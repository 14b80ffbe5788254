// Arcade mixing for the two-wheel base, with straight-line drift correction
//
// left  = forward + turn
// right = forward - turn

use serde::{Deserialize, Serialize};

use super::shaper::curve;
use crate::config::DriveConfig;

/// How strongly to correct drift during commanded straight-line motion
#[derive(Debug, Clone, Copy, PartialEq, Serialize, Deserialize)]
#[serde(tag = "policy", rename_all = "snake_case")]
pub enum DriftPolicy {
    Off,
    /// Same offset at every speed
    Constant { offset: f32 },
    /// `gain / |forward|`, capped at `max`: strong at crawl speed, tapering at full speed
    InverseSpeed { gain: f32, max: f32 },
}

impl DriftPolicy {
    /// Correction magnitude for a given forward intent
    pub fn magnitude(&self, forward: f32) -> f32 {
        match *self {
            DriftPolicy::Off => 0.0,
            DriftPolicy::Constant { offset } => offset,
            DriftPolicy::InverseSpeed { gain, max } => {
                let speed = forward.abs();
                if speed <= f32::EPSILON {
                    max
                } else {
                    (gain / speed).min(max)
                }
            }
        }
    }
}

/// Which way the vehicle pulls when both wheels get the same command
#[derive(Debug, Clone, Copy, PartialEq, Eq, Serialize, Deserialize)]
#[serde(rename_all = "snake_case")]
pub enum DriftBias {
    Left,
    Right,
}

#[derive(Debug, Clone, Copy)]
pub struct DriveMixer {
    straight_threshold: f32,
    curve: f32,
    drift: DriftPolicy,
    bias: DriftBias,
}

impl DriveMixer {
    pub fn new(config: &DriveConfig) -> Self {
        Self {
            straight_threshold: config.straight_threshold,
            curve: config.curve,
            drift: config.drift,
            bias: config.drift_bias,
        }
    }

    /// Per-wheel drift offset (left, right). Zero unless driving straight.
    pub fn drift_correction(&self, forward: f32, turn: f32) -> (f32, f32) {
        let straight =
            forward.abs() > self.straight_threshold && turn.abs() <= self.straight_threshold;
        if !straight {
            return (0.0, 0.0);
        }

        // Push the lagging wheel harder in the direction of travel
        let c = self.drift.magnitude(forward) * forward.signum();
        match self.bias {
            DriftBias::Left => (c, -c),
            DriftBias::Right => (-c, c),
        }
    }

    /// Mix forward/turn intents into normalized (left, right) wheel values
    pub fn mix(&self, forward: f32, turn: f32) -> (f32, f32) {
        let left = (forward + turn).clamp(-1.0, 1.0);
        let right = (forward - turn).clamp(-1.0, 1.0);

        let (dl, dr) = self.drift_correction(forward, turn);
        let left = (left + dl).clamp(-1.0, 1.0);
        let right = (right + dr).clamp(-1.0, 1.0);

        (curve(left, self.curve), curve(right, self.curve))
    }
}

#[cfg(test)]
mod tests {
    use super::*;

    fn mixer(drift: DriftPolicy, bias: DriftBias, curve: f32) -> DriveMixer {
        DriveMixer::new(&DriveConfig {
            straight_threshold: 0.1,
            curve,
            drift,
            drift_bias: bias,
            ..DriveConfig::default()
        })
    }

    #[test]
    fn test_arcade_mix() {
        let m = mixer(DriftPolicy::Off, DriftBias::Left, 1.0);
        assert_eq!(m.mix(0.5, 0.25), (0.75, 0.25));
        assert_eq!(m.mix(0.0, 0.5), (0.5, -0.5));
        assert_eq!(m.mix(1.0, 1.0), (1.0, 0.0));
        assert_eq!(m.mix(-1.0, -1.0), (-1.0, 0.0));
    }

    #[test]
    fn test_drift_applies_when_straight() {
        let m = mixer(DriftPolicy::Constant { offset: 0.05 }, DriftBias::Left, 1.0);
        let (l, r) = m.mix(0.5, 0.0);
        assert!((l - 0.55).abs() < 1e-6);
        assert!((r - 0.45).abs() < 1e-6);

        // Reversing still pushes the left wheel harder
        let (l, r) = m.mix(-0.5, 0.0);
        assert!((l + 0.55).abs() < 1e-6);
        assert!((r + 0.45).abs() < 1e-6);
    }

    #[test]
    fn test_drift_bias_right() {
        let m = mixer(DriftPolicy::Constant { offset: 0.05 }, DriftBias::Right, 1.0);
        let (l, r) = m.mix(0.5, 0.0);
        assert!(l < r);
    }

    #[test]
    fn test_no_drift_while_turning() {
        let policies = [
            DriftPolicy::Constant { offset: 0.2 },
            DriftPolicy::InverseSpeed { gain: 0.05, max: 0.3 },
        ];
        let plain = mixer(DriftPolicy::Off, DriftBias::Left, 1.0);

        for policy in policies {
            let m = mixer(policy, DriftBias::Left, 1.0);
            for forward in [-1.0, -0.6, -0.11, 0.0, 0.11, 0.6, 1.0] {
                for turn in [-0.9, -0.11, 0.11, 0.9] {
                    assert_eq!(m.drift_correction(forward, turn), (0.0, 0.0));
                    assert_eq!(m.mix(forward, turn), plain.mix(forward, turn));
                }
            }
        }
    }

    #[test]
    fn test_no_drift_when_slow() {
        let m = mixer(DriftPolicy::Constant { offset: 0.2 }, DriftBias::Left, 1.0);
        assert_eq!(m.drift_correction(0.05, 0.0), (0.0, 0.0));
    }

    #[test]
    fn test_inverse_speed_tapers() {
        let policy = DriftPolicy::InverseSpeed { gain: 0.02, max: 0.1 };
        assert!((policy.magnitude(0.15) - 0.1).abs() < 1e-6); // capped
        assert!((policy.magnitude(0.4) - 0.05).abs() < 1e-6);
        assert!((policy.magnitude(1.0) - 0.02).abs() < 1e-6);
        assert!(policy.magnitude(0.4) > policy.magnitude(0.8));
    }

    #[test]
    fn test_output_clamped_and_curved() {
        let m = mixer(DriftPolicy::Constant { offset: 0.3 }, DriftBias::Left, 2.0);
        let (l, r) = m.mix(1.0, 0.0);
        assert_eq!(l, 1.0);
        assert!((r - 0.49).abs() < 1e-5); // (1.0 - 0.3)^2
    }
}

------------------------

→ Work order
In the lines above, find the word "plain" and copy each line that contains it.

→ Expected answer
        let plain = mixer(DriftPolicy::Off, DriftBias::Left, 1.0);
                    assert_eq!(m.mix(forward, turn), plain.mix(forward, turn));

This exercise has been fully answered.